Publié le Dimanche 9 juin 2013 à 22h27.

Europe USA : vers un grand marché transatlantique ?

Le 14 juin, la Commission européenne demandera au Parlement un mandat pour négocier un accord de libre-échange avec les USA. La question sera aussi soumise au prochain Conseil européen pour un engagement des États membres.

L’idée de « grand marché transatlantique », qui est dans les cartons depuis 1990, en est sorti en 2012 avec la constitution d’un « Groupe de haut niveau » piloté par le commissaire européen au Commerce et son confrère américain. Un projet en est sorti, baptisé « Accord de partenariat transatlantique pour le commerce et l’investissement » par Obama, Barroso et Van Rompuy le 13 février 2013. Un mois plus tard, la Commission européenne lançait la procédure, pour une mise en œuvre début 2015…La raison de cette accélération se trouve dans la crise, qui enfonce l’Europe dans la récession et freine la reprise aux USA. Le projet part du constat que les échanges UE-USA constituent la moitié des échanges internationaux et s’équilibrent à peu près, alors que les deux marchés sont soumis à la concurrence des marchandises venues des pays émergents. L’idée est de créer une barrière aux importations sur les frontières de la zone UE-USA pour favoriser le développement des échanges intérieurs.
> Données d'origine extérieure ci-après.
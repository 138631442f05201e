pub mod geo;
pub mod stats;

pub use geo::GeoHelper;
pub use stats::StatsHelper;
use crate::protocol::{InquiryRequest, InquiryResponse};
use serde::{Deserialize, Serialize};

/// Protocol version sent with every inquiry.
pub const PROTOCOL_VERSION: &str = "1.1";

#[derive(Debug, Clone, Serialize, Deserialize)]
#[serde(rename_all = "camelCase")]
pub struct InquiryEnvelope {
    pub version: String,
    pub available_spectrum_inquiry_requests: Vec<InquiryRequest>,
}

impl InquiryEnvelope {
    /// Envelope carrying exactly one inquiry. The console never batches.
    pub fn single(request: InquiryRequest) -> Self {
        Self {
            version: PROTOCOL_VERSION.into(),
            available_spectrum_inquiry_requests: vec![request],
        }
    }
}

#[derive(Debug, Clone, Serialize, Deserialize)]
#[serde(rename_all = "camelCase")]
pub struct ResponseEnvelope {
    pub version: String,
    #[serde(default)]
    pub available_spectrum_inquiry_responses: Vec<InquiryResponse>,
}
Montée du protectionnismeComme les droits de douane sont déjà très bas, cela passera surtout par des aspects « réglementaires ». USA et UE utilisent déjà ce type de règles (sanitaires, de respect de l’environnement, voire de conditions dans lesquelles sont fabriquées les marchandises) pour protéger leur économie. Il s’agit de les harmoniser au sein de la zone pour « fluidifier » les échanges internes, tout en faisant en sorte qu’elles fassent barrage aux marchandises venues de l’extérieur… Ce « protectionnisme par la norme » permettrait, selon la commission européenne, d’augmenter de 28 % (187 milliards d’euros) les exportations de l’UE vers les USA. Cela se traduirait par « 547 euros d’augmentation de revenu par an pour une famille de 4 personnes » et entraînerait, bien sûr, une reprise de l’emploi… Mais on sait ce que valent ces prévisions de « spécialistes ». Et il est probable qu’un tel accord poussera à un alignement par le bas de diverses législations (normes de qualité, sociales, « exception culturelle »… De plus, comme toutes les politiques protectionnistes même masquées, ce traité ne peut qu’exacerber les contradictions aussi bien économiques que politiques, aggraver la crise.Divers militants antilibéraux ainsi que le Parti de gauche viennent de lancer l’offensive contre ce traité. Mais ils le font au nom du respect du souverainisme européen cette fois, qui serait menacé par la mainmise des États-Unis : « Nous ne voulons pas d’une Europe américaine », écrit même le PG. Le problème est que sur ce terrain glissant, beaucoup, y compris Marine Le Pen, se sont engouffrés. En quoi la défense de la souveraineté de l’Europe des banquiers face aux États-Unis peut-elle constituer une perspective politique pour les travailleurs et les peuples ?La lutte contre les ravages du libre-échange ne sera efficace que si elle se situe du point de vue des travailleurs et des peuples, du point de vue d’une autre Europe qui agisse pour briser le cercle vicieux du libéralisme qui détruit les acquis sociaux et démocratiques en mettant les peuples en concurrence.